MATERIAL SUPPLIED:
────────────────────
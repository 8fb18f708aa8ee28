//! WGPU utility functions and helpers

pub mod binding_types;
pub mod uniform_buffer;

// Re-export main types
pub use uniform_buffer::UniformBuffer;
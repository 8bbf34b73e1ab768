//! Templated resource guidance for a forecast

use serde::{Deserialize, Serialize};

use super::metrics::{ForecastMetrics, PeakDay, TrendDirection};

/// Staffing, bed and equipment guidance
#[derive(Debug, Clone, PartialEq, Eq, Serialize, Deserialize)]
pub struct Recommendations {
    /// Staffing guidance
    pub staffing: String,
    /// Bed allocation guidance
    pub beds: String,
    /// Equipment and consumables guidance
    pub equipment: String,
}

/// Render the guidance for a set of forecast metrics
#[must_use]
pub fn generate_recommendations(metrics: &ForecastMetrics) -> Recommendations {
    recommend(metrics.trend, metrics.average_daily, &metrics.peak_day)
}

/// Render the guidance for a trend, daily average and peak day
#[must_use]
pub fn recommend(trend: TrendDirection, average_daily: f64, peak: &PeakDay) -> Recommendations {
    let per_day = average_daily.round();
    let peak_date = peak
        .date
        .map(|d| d.format("%-m/%-d/%Y").to_string())
        .unwrap_or_default();

    match trend {
        TrendDirection::Increasing => Recommendations {
            staffing: format!(
                "Increase staffing by 15-20% to handle expected {per_day} patients/day. Peak on {peak_date} with {} patients.",
                peak.value
            ),
            beds: format!(
                "Prepare {} additional beds. Ensure {} beds available for peak day.",
                (average_daily * 0.8).ceil(),
                (peak.value as f64 * 0.9).ceil()
            ),
            equipment: "Stock up on consumables. Schedule equipment maintenance before peak period."
                .to_string(),
        },
        TrendDirection::Decreasing => Recommendations {
            staffing: format!(
                "Maintain current staffing levels. Expected {per_day} patients/day represents a decrease."
            ),
            beds: "Current bed capacity is sufficient. Consider scheduling elective procedures."
                .to_string(),
            equipment: "Good time for equipment maintenance and inventory optimization."
                .to_string(),
        },
        TrendDirection::Stable => Recommendations {
            staffing: format!(
                "Maintain current staffing for stable workload of ~{per_day} patients/day."
            ),
            beds: format!(
                "Current bed allocation adequate. Monitor for {} patients on {peak_date}.",
                peak.value
            ),
            equipment: "Continue standard inventory management practices.".to_string(),
        },
    }
}
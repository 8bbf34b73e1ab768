//! Patient demographic and pathology analysis

use std::collections::BTreeMap;
use std::fmt;

use serde::{Deserialize, Serialize};

use crate::models::PatientRecord;

use super::statistics::{count_by, floor_median, most_frequent};

/// Label reported when there is no record to pick a pathology from
pub const NO_PATHOLOGY: &str = "N/A";

/// Fixed age partition used on the dashboard
#[derive(Debug, Clone, Copy, PartialEq, Eq, Hash, PartialOrd, Ord)]
pub enum AgeRange {
    /// 0 to 18
    Child,
    /// 19 to 35
    YoungAdult,
    /// 36 to 50
    Adult,
    /// 51 to 65
    MiddleAged,
    /// 66 and over
    Senior,
}

impl AgeRange {
    /// All ranges in ascending order
    pub const ALL: [Self; 5] = [
        Self::Child,
        Self::YoungAdult,
        Self::Adult,
        Self::MiddleAged,
        Self::Senior,
    ];

    /// The range an age falls into
    #[must_use]
    pub const fn of(age: u32) -> Self {
        match age {
            0..=18 => Self::Child,
            19..=35 => Self::YoungAdult,
            36..=50 => Self::Adult,
            51..=65 => Self::MiddleAged,
            _ => Self::Senior,
        }
    }

    /// Inclusive bounds; the last range is open-ended
    #[must_use]
    pub const fn bounds(self) -> (u32, Option<u32>) {
        match self {
            Self::Child => (0, Some(18)),
            Self::YoungAdult => (19, Some(35)),
            Self::Adult => (36, Some(50)),
            Self::MiddleAged => (51, Some(65)),
            Self::Senior => (66, None),
        }
    }

    /// Dashboard label, e.g. "19-35" or "66+"
    #[must_use]
    pub const fn label(self) -> &'static str {
        match self {
            Self::Child => "0-18",
            Self::YoungAdult => "19-35",
            Self::Adult => "36-50",
            Self::MiddleAged => "51-65",
            Self::Senior => "66+",
        }
    }
}

impl fmt::Display for AgeRange {
    fn fmt(&self, f: &mut fmt::Formatter<'_>) -> fmt::Result {
        f.write_str(self.label())
    }
}

/// Count of records in one age range
#[derive(Debug, Clone, PartialEq, Eq, Serialize, Deserialize)]
pub struct AgeBucket {
    /// Range label
    pub range: String,
    /// Records in the range
    pub count: usize,
}

/// Demographic and pathology summary
#[derive(Debug, Clone, PartialEq, Serialize, Deserialize)]
#[serde(rename_all = "camelCase")]
pub struct PatientAnalysis {
    /// Number of records analysed
    pub total_patients: usize,
    /// Records per pathology group
    pub by_pathology: BTreeMap<String, usize>,
    /// Records per age range, all five ranges in order
    pub by_age: Vec<AgeBucket>,
    /// Pathology group with the most records, or "N/A"
    pub most_frequent_pathology: String,
    /// Upper-middle age
    pub median_age: u32,
    /// Mean age rounded to the nearest year
    pub average_age: u32,
}

/// Build the patient analysis for a set of records
#[must_use]
pub fn analyze_patients<'a, I>(records: I) -> PatientAnalysis
where
    I: IntoIterator<Item = &'a PatientRecord>,
{
    let records: Vec<&PatientRecord> = records.into_iter().collect();
    let total_patients = records.len();

    let by_pathology = count_by(records.iter().copied(), |r: &'a PatientRecord| {
        Some(r.pathology_group.as_str())
    });

    let mut age_counts = [0usize; AgeRange::ALL.len()];
    for record in &records {
        age_counts[AgeRange::of(record.age) as usize] += 1;
    }
    let by_age = AgeRange::ALL
        .iter()
        .zip(age_counts)
        .map(|(range, count)| AgeBucket {
            range: range.label().to_string(),
            count,
        })
        .collect();

    let most_frequent_pathology = most_frequent(records.iter().map(|r| r.pathology_group.as_str()))
        .unwrap_or(NO_PATHOLOGY)
        .to_string();

    let mut ages: Vec<u32> = records.iter().map(|r| r.age).collect();
    ages.sort_unstable();
    let median_age = floor_median(&ages).unwrap_or(0);
    let average_age = if ages.is_empty() {
        0
    } else {
        let sum: u64 = ages.iter().map(|&a| u64::from(a)).sum();
        (sum as f64 / ages.len() as f64).round() as u32
    };

    log::debug!(
        "Patient analysis: {total_patients} records, {} pathology groups",
        by_pathology.len()
    );

    PatientAnalysis {
        total_patients,
        by_pathology,
        by_age,
        most_frequent_pathology,
        median_age,
        average_age,
    }
}
//! Data models
//!
//! Input records for the aggregation engine and the series types consumed and
//! produced by the forecast engine.

pub mod record;
pub mod series;

pub use record::PatientRecord;
pub use series::{ConfidenceInterval, DailyCountPoint, ForecastPoint, HistoricalPoint};
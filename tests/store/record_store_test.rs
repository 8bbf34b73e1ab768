use care_metrics::utils::success_envelope;
use care_metrics::{CareMetricsError, DashboardFilters, PatientRecord, RecordStore};
use chrono::NaiveDate;
use pretty_assertions::assert_eq;

use crate::utils::record;

#[test]
fn test_load_json_file() {
    let path =
        std::env::temp_dir().join(format!("care-metrics-records-{}.json", std::process::id()));
    let records = vec![
        record("a", 30, "Respiratory", "2023-12-01", "2023-12-03"),
        record("b", 70, "Cardiovascular", "2023-12-02T09:30:00Z", "2023-12-05T10:00:00Z")
            .with_location("Pisa", "Toscana"),
    ];
    std::fs::write(&path, serde_json::to_string(&records).unwrap()).unwrap();
    let store = RecordStore::load_json(&path).unwrap();
    std::fs::remove_file(&path).unwrap();

    assert_eq!(store.len(), 2);
    assert_eq!(store.get("b").and_then(|r| r.city.as_deref()), Some("Pisa"));
    assert_eq!(store.last_admission(), NaiveDate::from_ymd_opt(2023, 12, 2));
}

#[test]
fn test_load_rejects_invalid_records() {
    let result = RecordStore::from_records(vec![
        record("a", 30, "Respiratory", "2023-12-01", "2023-12-03"),
        record("a", 31, "Respiratory", "2023-12-02", "2023-12-03"),
    ]);
    assert!(matches!(result, Err(CareMetricsError::DuplicateRecord(id)) if id == "a"));

    let result = RecordStore::from_records(vec![record("x", 30, "", "2023-12-01", "2023-12-03")]);
    assert!(matches!(result, Err(CareMetricsError::InvalidRecord { .. })));
}

#[test]
fn test_camel_case_input() {
    let json = r#"[{
        "id": "p1",
        "age": 44,
        "pathologyGroup": "Oncology",
        "admissionDate": "2024-02-01",
        "dischargeDate": "2024-02-09",
        "department": "Oncology"
    }]"#;
    let records: Vec<PatientRecord> = serde_json::from_str(json).unwrap();
    let store = RecordStore::from_records(records).unwrap();
    let record = store.get("p1").unwrap();
    assert_eq!(record.pathology_group, "Oncology");
    assert_eq!(record.city, None);
    assert_eq!(record.handling_time_days(), Some(8.0));
}

#[test]
fn test_history_for_forecast() {
    let mut store = RecordStore::new();
    store.add(record("a", 30, "X", "2024-01-01", "2024-01-02")).unwrap();
    store.add(record("b", 30, "X", "2024-01-03", "2024-01-04")).unwrap();
    store.add(record("c", 30, "X", "2024-01-03", "2024-01-05")).unwrap();

    let end = NaiveDate::from_ymd_opt(2024, 1, 3).unwrap();
    let counts: Vec<u32> = store.daily_admissions(end, 3).iter().map(|p| p.count).collect();
    assert_eq!(counts, vec![0, 1, 0, 2]);
}

#[test]
fn test_filtered_listing_envelope() {
    let store = RecordStore::with_sample_data();
    let filters = DashboardFilters::none().with_pathology_groups(["Cardiovascular"]);
    let envelope = success_envelope(&store.query(&filters)).unwrap();

    assert_eq!(envelope["success"], true);
    let data = envelope["data"].as_array().unwrap();
    assert_eq!(data.len(), 3);
    assert_eq!(data[0]["id"], "rec-001");
    assert_eq!(data[0]["pathologyGroup"], "Cardiovascular");
    assert_eq!(data[2]["admissionDate"], "2023-11-05");
    assert_eq!(data[2]["city"], "Roma");
}
//! Sample admissions used to seed a fresh store

use crate::models::PatientRecord;

/// The eight demo admissions, autumn 2023
#[must_use]
pub fn sample_records() -> Vec<PatientRecord> {
    vec![
        PatientRecord::new(
            "rec-001",
            45,
            "Cardiovascular",
            "2023-10-15",
            "2023-10-22",
            "Cardiology",
        )
        .with_location("Milano", "Lombardia"),
        PatientRecord::new("rec-002", 62, "Endocrine", "2023-10-18", "2023-10-25", "Endocrinology")
            .with_location("Roma", "Lazio"),
        PatientRecord::new("rec-003", 28, "Orthopedic", "2023-10-20", "2023-10-21", "Orthopedics")
            .with_location("Torino", "Piemonte"),
        PatientRecord::new("rec-004", 55, "Neurological", "2023-10-22", "2023-10-23", "Neurology")
            .with_location("Napoli", "Campania"),
        PatientRecord::new(
            "rec-005",
            70,
            "Cardiovascular",
            "2023-10-25",
            "2023-11-01",
            "Cardiology",
        )
        .with_location("Milano", "Lombardia"),
        PatientRecord::new("rec-006", 34, "Respiratory", "2023-10-28", "2023-11-03", "Pulmonology")
            .with_location("Firenze", "Toscana"),
        PatientRecord::new("rec-007", 41, "Gastrointestinal", "2023-11-01", "2023-11-04", "Surgery")
            .with_location("Bologna", "Emilia-Romagna"),
        PatientRecord::new(
            "rec-008",
            58,
            "Cardiovascular",
            "2023-11-05",
            "2023-11-08",
            "Cardiology",
        )
        .with_location("Roma", "Lazio"),
    ]
}
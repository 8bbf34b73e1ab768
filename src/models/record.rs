//! Patient record model
//!
//! A flat admission record as produced by intake. Timestamps are kept as the
//! strings intake received; the engines parse them and skip what they cannot
//! read.

use chrono::NaiveDate;
use serde::{Deserialize, Serialize};

use crate::error::{CareMetricsError, Result};
use crate::utils::date_utils::{calendar_date, days_between, parse_timestamp};

/// A single hospital admission
#[derive(Debug, Clone, PartialEq, Serialize, Deserialize)]
#[serde(rename_all = "camelCase")]
pub struct PatientRecord {
    /// Unique record identifier
    pub id: String,
    /// Age in whole years
    pub age: u32,
    /// Coarse diagnostic category, e.g. "Cardiovascular"
    pub pathology_group: String,
    /// Admission timestamp as received
    pub admission_date: String,
    /// Discharge timestamp as received
    pub discharge_date: String,
    /// Treating department
    #[serde(default)]
    pub department: String,
    /// City of residence
    #[serde(default, skip_serializing_if = "Option::is_none")]
    pub city: Option<String>,
    /// Region of residence
    #[serde(default, skip_serializing_if = "Option::is_none")]
    pub region: Option<String>,
}

impl PatientRecord {
    /// Create a record with the required fields; location is left empty
    #[must_use]
    pub fn new(
        id: impl Into<String>,
        age: u32,
        pathology_group: impl Into<String>,
        admission_date: impl Into<String>,
        discharge_date: impl Into<String>,
        department: impl Into<String>,
    ) -> Self {
        Self {
            id: id.into(),
            age,
            pathology_group: pathology_group.into(),
            admission_date: admission_date.into(),
            discharge_date: discharge_date.into(),
            department: department.into(),
            city: None,
            region: None,
        }
    }

    /// Set the city and region
    #[must_use]
    pub fn with_location(mut self, city: impl Into<String>, region: impl Into<String>) -> Self {
        self.city = Some(city.into());
        self.region = Some(region.into());
        self
    }

    /// Calendar date of admission, if the timestamp parses
    #[must_use]
    pub fn admission_day(&self) -> Option<NaiveDate> {
        calendar_date(&self.admission_date)
    }

    /// Handling time in fractional days
    ///
    /// `None` if either timestamp is unreadable, or if the result is negative
    /// or not finite.
    #[must_use]
    pub fn handling_time_days(&self) -> Option<f64> {
        days_between(&self.admission_date, &self.discharge_date)
            .filter(|days| days.is_finite() && *days >= 0.0)
    }

    /// City label, if present and not blank
    #[must_use]
    pub fn city_label(&self) -> Option<&str> {
        non_blank(self.city.as_deref())
    }

    /// Region label, if present and not blank
    #[must_use]
    pub fn region_label(&self) -> Option<&str> {
        non_blank(self.region.as_deref())
    }

    /// Strict intake validation
    ///
    /// The engines accept anything; this is for the boundary where records
    /// enter the system.
    pub fn validate(&self) -> Result<()> {
        if self.id.trim().is_empty() {
            return Err(CareMetricsError::invalid_record("", "missing identifier"));
        }
        if self.pathology_group.trim().is_empty() {
            return Err(CareMetricsError::invalid_record(
                &self.id,
                "missing pathology group",
            ));
        }

        let admission = parse_timestamp(&self.admission_date).ok_or_else(|| {
            CareMetricsError::invalid_record(
                &self.id,
                format!("unreadable admission date '{}'", self.admission_date),
            )
        })?;
        let discharge = parse_timestamp(&self.discharge_date).ok_or_else(|| {
            CareMetricsError::invalid_record(
                &self.id,
                format!("unreadable discharge date '{}'", self.discharge_date),
            )
        })?;

        if discharge < admission {
            return Err(CareMetricsError::invalid_record(
                &self.id,
                "discharge precedes admission",
            ));
        }

        Ok(())
    }
}

fn non_blank(value: Option<&str>) -> Option<&str> {
    value.filter(|v| !v.trim().is_empty())
}
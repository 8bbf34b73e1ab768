//! Logging utilities for operation tracking
//!
//! This module provides utilities for consistent log output.

pub mod log;

// Re-export commonly used functions for convenience
pub use log::{log_operation_complete, log_operation_start, log_skipped};
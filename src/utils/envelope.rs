//! Response envelope for JSON output

use serde::Serialize;
use serde_json::{Value, json};

use crate::error::Result;
use crate::utils::date_utils::now_rfc3339;

/// Wrap a payload as `{ "success": true, "data": ... }`
///
/// Object payloads are stamped with `generatedAt`; arrays are passed through.
pub fn success_envelope<T: Serialize + ?Sized>(payload: &T) -> Result<Value> {
    let mut data = serde_json::to_value(payload)?;
    if let Value::Object(map) = &mut data {
        map.insert("generatedAt".to_string(), Value::String(now_rfc3339()));
    }
    Ok(json!({ "success": true, "data": data }))
}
────────────────────
WHAT NEEDS TO BE DONE: Search the entries for "where" and copy each matching line.

WORKED SOLUTION:
where
    /// The engines accept anything; this is for the boundary where records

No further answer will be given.